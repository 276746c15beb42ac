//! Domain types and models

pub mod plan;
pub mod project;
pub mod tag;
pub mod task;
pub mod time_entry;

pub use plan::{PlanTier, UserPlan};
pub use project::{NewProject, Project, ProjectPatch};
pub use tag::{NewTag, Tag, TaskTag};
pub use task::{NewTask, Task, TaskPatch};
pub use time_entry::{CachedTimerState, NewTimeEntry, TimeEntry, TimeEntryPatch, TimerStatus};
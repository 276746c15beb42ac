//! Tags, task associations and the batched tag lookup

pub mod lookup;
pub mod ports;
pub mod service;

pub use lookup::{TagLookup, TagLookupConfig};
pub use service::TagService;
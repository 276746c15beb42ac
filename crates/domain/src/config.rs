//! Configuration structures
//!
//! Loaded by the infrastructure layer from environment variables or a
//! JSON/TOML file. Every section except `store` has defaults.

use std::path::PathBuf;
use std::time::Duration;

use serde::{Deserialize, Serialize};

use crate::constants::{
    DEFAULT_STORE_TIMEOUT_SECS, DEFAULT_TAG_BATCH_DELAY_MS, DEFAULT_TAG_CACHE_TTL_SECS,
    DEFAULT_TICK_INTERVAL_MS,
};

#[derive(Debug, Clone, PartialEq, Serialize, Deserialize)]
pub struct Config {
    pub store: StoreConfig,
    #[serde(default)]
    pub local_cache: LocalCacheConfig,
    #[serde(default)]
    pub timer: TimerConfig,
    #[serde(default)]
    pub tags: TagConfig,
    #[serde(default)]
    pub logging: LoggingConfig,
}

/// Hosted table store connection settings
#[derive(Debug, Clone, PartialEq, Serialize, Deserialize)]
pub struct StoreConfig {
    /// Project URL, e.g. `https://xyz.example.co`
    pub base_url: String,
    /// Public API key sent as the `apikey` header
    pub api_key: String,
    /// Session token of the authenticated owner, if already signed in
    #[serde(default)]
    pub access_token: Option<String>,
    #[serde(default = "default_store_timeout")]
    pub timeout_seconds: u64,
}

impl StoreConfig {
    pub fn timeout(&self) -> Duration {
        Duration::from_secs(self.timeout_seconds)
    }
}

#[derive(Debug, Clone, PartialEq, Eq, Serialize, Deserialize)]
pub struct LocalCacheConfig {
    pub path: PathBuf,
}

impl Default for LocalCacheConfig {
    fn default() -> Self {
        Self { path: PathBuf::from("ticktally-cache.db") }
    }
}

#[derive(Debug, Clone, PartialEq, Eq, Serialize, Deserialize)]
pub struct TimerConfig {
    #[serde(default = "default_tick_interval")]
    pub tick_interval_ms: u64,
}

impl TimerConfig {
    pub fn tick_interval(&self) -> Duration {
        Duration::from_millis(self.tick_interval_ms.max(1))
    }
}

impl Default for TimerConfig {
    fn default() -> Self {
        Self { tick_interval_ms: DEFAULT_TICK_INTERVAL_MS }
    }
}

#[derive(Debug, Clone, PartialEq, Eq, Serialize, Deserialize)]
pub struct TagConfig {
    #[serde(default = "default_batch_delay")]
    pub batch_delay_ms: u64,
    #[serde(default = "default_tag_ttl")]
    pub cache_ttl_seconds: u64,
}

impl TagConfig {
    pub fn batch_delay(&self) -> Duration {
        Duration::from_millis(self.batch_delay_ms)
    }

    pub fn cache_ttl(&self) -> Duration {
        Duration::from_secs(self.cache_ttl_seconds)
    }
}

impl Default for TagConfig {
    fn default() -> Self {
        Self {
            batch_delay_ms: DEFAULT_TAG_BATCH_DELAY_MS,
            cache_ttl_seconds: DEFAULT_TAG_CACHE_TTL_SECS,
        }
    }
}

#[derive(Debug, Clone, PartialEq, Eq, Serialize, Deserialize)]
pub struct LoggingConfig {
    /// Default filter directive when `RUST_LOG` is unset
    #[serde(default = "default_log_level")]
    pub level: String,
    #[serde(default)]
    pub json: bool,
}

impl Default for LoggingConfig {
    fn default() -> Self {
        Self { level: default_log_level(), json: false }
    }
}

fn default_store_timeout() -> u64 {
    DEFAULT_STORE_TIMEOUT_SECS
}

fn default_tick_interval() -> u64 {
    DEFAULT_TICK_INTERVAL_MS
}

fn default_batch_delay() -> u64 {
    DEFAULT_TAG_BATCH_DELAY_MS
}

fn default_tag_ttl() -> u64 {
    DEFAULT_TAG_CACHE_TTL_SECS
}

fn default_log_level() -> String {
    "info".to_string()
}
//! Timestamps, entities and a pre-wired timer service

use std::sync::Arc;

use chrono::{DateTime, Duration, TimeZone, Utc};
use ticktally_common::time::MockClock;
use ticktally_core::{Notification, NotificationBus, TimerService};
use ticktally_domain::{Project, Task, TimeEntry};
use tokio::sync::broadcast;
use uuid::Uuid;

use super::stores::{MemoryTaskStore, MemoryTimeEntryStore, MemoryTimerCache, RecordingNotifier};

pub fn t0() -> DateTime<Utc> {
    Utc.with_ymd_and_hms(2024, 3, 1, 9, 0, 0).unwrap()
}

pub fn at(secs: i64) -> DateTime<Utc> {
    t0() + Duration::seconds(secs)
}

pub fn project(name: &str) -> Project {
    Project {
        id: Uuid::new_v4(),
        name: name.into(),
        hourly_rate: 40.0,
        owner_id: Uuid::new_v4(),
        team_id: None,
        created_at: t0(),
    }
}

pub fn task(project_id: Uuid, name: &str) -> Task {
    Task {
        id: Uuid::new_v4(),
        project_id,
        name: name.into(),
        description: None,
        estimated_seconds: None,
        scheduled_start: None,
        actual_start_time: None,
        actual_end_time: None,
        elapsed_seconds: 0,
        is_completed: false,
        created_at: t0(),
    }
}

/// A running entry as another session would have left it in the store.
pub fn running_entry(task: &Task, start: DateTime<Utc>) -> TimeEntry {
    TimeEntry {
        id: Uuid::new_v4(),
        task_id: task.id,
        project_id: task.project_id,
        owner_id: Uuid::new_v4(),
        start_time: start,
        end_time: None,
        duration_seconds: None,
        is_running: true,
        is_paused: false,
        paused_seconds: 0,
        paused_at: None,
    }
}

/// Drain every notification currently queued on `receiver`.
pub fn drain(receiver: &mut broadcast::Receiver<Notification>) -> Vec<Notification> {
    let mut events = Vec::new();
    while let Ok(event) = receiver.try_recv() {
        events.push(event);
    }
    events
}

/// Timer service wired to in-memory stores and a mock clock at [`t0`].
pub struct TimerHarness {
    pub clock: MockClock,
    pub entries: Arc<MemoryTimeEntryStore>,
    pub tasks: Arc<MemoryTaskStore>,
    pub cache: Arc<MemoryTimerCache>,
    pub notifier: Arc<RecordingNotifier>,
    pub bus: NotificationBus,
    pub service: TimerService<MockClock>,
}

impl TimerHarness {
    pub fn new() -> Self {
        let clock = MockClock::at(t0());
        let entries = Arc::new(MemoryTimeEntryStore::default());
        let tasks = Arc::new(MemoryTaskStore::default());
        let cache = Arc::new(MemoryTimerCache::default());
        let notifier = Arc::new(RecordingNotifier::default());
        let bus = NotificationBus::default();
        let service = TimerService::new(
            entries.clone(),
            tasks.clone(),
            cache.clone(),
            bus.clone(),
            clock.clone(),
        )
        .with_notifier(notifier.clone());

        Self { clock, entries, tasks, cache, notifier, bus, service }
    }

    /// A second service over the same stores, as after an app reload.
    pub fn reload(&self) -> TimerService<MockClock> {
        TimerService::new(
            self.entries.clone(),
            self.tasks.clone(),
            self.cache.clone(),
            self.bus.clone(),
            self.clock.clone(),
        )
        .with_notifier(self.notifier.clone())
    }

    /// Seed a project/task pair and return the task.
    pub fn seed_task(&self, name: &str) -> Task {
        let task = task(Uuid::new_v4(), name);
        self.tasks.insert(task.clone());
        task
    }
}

> [REQUIRED ACTION]: Type out the material again, matching every line.

> [RESULT FOR THIS EXERCISE]:
repository 276746c15beb42ac
//! Domain types and models

pub mod plan;
pub mod project;
pub mod tag;
pub mod task;
pub mod time_entry;

pub use plan::{PlanTier, UserPlan};
pub use project::{NewProject, Project, ProjectPatch};
pub use tag::{NewTag, Tag, TaskTag};
pub use task::{NewTask, Task, TaskPatch};
pub use time_entry::{CachedTimerState, NewTimeEntry, TimeEntry, TimeEntryPatch, TimerStatus};
repository 276746c15beb42ac
//! Tags, task associations and the batched tag lookup

pub mod lookup;
pub mod ports;
pub mod service;

pub use lookup::{TagLookup, TagLookupConfig};
pub use service::TagService;
repository 276746c15beb42ac
filename crates/domain/src/config.rs
//! Configuration structures
//!
//! Loaded by the infrastructure layer from environment variables or a
//! JSON/TOML file. Every section except `store` has defaults.

use std::path::PathBuf;
use std::time::Duration;

use serde::{Deserialize, Serialize};

use crate::constants::{
    DEFAULT_STORE_TIMEOUT_SECS, DEFAULT_TAG_BATCH_DELAY_MS, DEFAULT_TAG_CACHE_TTL_SECS,
    DEFAULT_TICK_INTERVAL_MS,
};

#[derive(Debug, Clone, PartialEq, Serialize, Deserialize)]
pub struct Config {
    pub store: StoreConfig,
    #[serde(default)]
    pub local_cache: LocalCacheConfig,
    #[serde(default)]
    pub timer: TimerConfig,
    #[serde(default)]
    pub tags: TagConfig,
    #[serde(default)]
    pub logging: LoggingConfig,
}

/// Hosted table store connection settings
#[derive(Debug, Clone, PartialEq, Serialize, Deserialize)]
pub struct StoreConfig {
    /// Project URL, e.g. `https://xyz.example.co`
    pub base_url: String,
    /// Public API key sent as the `apikey` header
    pub api_key: String,
    /// Session token of the authenticated owner, if already signed in
    #[serde(default)]
    pub access_token: Option<String>,
    #[serde(default = "default_store_timeout")]
    pub timeout_seconds: u64,
}

impl StoreConfig {
    pub fn timeout(&self) -> Duration {
        Duration::from_secs(self.timeout_seconds)
    }
}

#[derive(Debug, Clone, PartialEq, Eq, Serialize, Deserialize)]
pub struct LocalCacheConfig {
    pub path: PathBuf,
}

impl Default for LocalCacheConfig {
    fn default() -> Self {
        Self { path: PathBuf::from("ticktally-cache.db") }
    }
}

#[derive(Debug, Clone, PartialEq, Eq, Serialize, Deserialize)]
pub struct TimerConfig {
    #[serde(default = "default_tick_interval")]
    pub tick_interval_ms: u64,
}

impl TimerConfig {
    pub fn tick_interval(&self) -> Duration {
        Duration::from_millis(self.tick_interval_ms.max(1))
    }
}

impl Default for TimerConfig {
    fn default() -> Self {
        Self { tick_interval_ms: DEFAULT_TICK_INTERVAL_MS }
    }
}

#[derive(Debug, Clone, PartialEq, Eq, Serialize, Deserialize)]
pub struct TagConfig {
    #[serde(default = "default_batch_delay")]
    pub batch_delay_ms: u64,
    #[serde(default = "default_tag_ttl")]
    pub cache_ttl_seconds: u64,
}

impl TagConfig {
    pub fn batch_delay(&self) -> Duration {
        Duration::from_millis(self.batch_delay_ms)
    }

    pub fn cache_ttl(&self) -> Duration {
        Duration::from_secs(self.cache_ttl_seconds)
    }
}

impl Default for TagConfig {
    fn default() -> Self {
        Self {
            batch_delay_ms: DEFAULT_TAG_BATCH_DELAY_MS,
            cache_ttl_seconds: DEFAULT_TAG_CACHE_TTL_SECS,
        }
    }
}

#[derive(Debug, Clone, PartialEq, Eq, Serialize, Deserialize)]
pub struct LoggingConfig {
    /// Default filter directive when `RUST_LOG` is unset
    #[serde(default = "default_log_level")]
    pub level: String,
    #[serde(default)]
    pub json: bool,
}

impl Default for LoggingConfig {
    fn default() -> Self {
        Self { level: default_log_level(), json: false }
    }
}

fn default_store_timeout() -> u64 {
    DEFAULT_STORE_TIMEOUT_SECS
}

fn default_tick_interval() -> u64 {
    DEFAULT_TICK_INTERVAL_MS
}

fn default_batch_delay() -> u64 {
    DEFAULT_TAG_BATCH_DELAY_MS
}

fn default_tag_ttl() -> u64 {
    DEFAULT_TAG_CACHE_TTL_SECS
}

fn default_log_level() -> String {
    "info".to_string()
}
//! Timestamps, entities and a pre-wired timer service

use std::sync::Arc;

use chrono::{DateTime, Duration, TimeZone, Utc};
use ticktally_common::time::MockClock;
use ticktally_core::{Notification, NotificationBus, TimerService};
use ticktally_domain::{Project, Task, TimeEntry};
use tokio::sync::broadcast;
use uuid::Uuid;

use super::stores::{MemoryTaskStore, MemoryTimeEntryStore, MemoryTimerCache, RecordingNotifier};

pub fn t0() -> DateTime<Utc> {
    Utc.with_ymd_and_hms(2024, 3, 1, 9, 0, 0).unwrap()
}

pub fn at(secs: i64) -> DateTime<Utc> {
    t0() + Duration::seconds(secs)
}

pub fn project(name: &str) -> Project {
    Project {
        id: Uuid::new_v4(),
        name: name.into(),
        hourly_rate: 40.0,
        owner_id: Uuid::new_v4(),
        team_id: None,
        created_at: t0(),
    }
}

pub fn task(project_id: Uuid, name: &str) -> Task {
    Task {
        id: Uuid::new_v4(),
        project_id,
        name: name.into(),
        description: None,
        estimated_seconds: None,
        scheduled_start: None,
        actual_start_time: None,
        actual_end_time: None,
        elapsed_seconds: 0,
        is_completed: false,
        created_at: t0(),
    }
}

/// A running entry as another session would have left it in the store.
pub fn running_entry(task: &Task, start: DateTime<Utc>) -> TimeEntry {
    TimeEntry {
        id: Uuid::new_v4(),
        task_id: task.id,
        project_id: task.project_id,
        owner_id: Uuid::new_v4(),
        start_time: start,
        end_time: None,
        duration_seconds: None,
        is_running: true,
        is_paused: false,
        paused_seconds: 0,
        paused_at: None,
    }
}

/// Drain every notification currently queued on `receiver`.
pub fn drain(receiver: &mut broadcast::Receiver<Notification>) -> Vec<Notification> {
    let mut events = Vec::new();
    while let Ok(event) = receiver.try_recv() {
        events.push(event);
    }
    events
}

/// Timer service wired to in-memory stores and a mock clock at [`t0`].
pub struct TimerHarness {
    pub clock: MockClock,
    pub entries: Arc<MemoryTimeEntryStore>,
    pub tasks: Arc<MemoryTaskStore>,
    pub cache: Arc<MemoryTimerCache>,
    pub notifier: Arc<RecordingNotifier>,
    pub bus: NotificationBus,
    pub service: TimerService<MockClock>,
}

impl TimerHarness {
    pub fn new() -> Self {
        let clock = MockClock::at(t0());
        let entries = Arc::new(MemoryTimeEntryStore::default());
        let tasks = Arc::new(MemoryTaskStore::default());
        let cache = Arc::new(MemoryTimerCache::default());
        let notifier = Arc::new(RecordingNotifier::default());
        let bus = NotificationBus::default();
        let service = TimerService::new(
            entries.clone(),
            tasks.clone(),
            cache.clone(),
            bus.clone(),
            clock.clone(),
        )
        .with_notifier(notifier.clone());

        Self { clock, entries, tasks, cache, notifier, bus, service }
    }

    /// A second service over the same stores, as after an app reload.
    pub fn reload(&self) -> TimerService<MockClock> {
        TimerService::new(
            self.entries.clone(),
            self.tasks.clone(),
            self.cache.clone(),
            self.bus.clone(),
            self.clock.clone(),
        )
        .with_notifier(self.notifier.clone())
    }

    /// Seed a project/task pair and return the task.
    pub fn seed_task(&self, name: &str) -> Task {
        let task = task(Uuid::new_v4(), name);
        self.tasks.insert(task.clone());
        task
    }
}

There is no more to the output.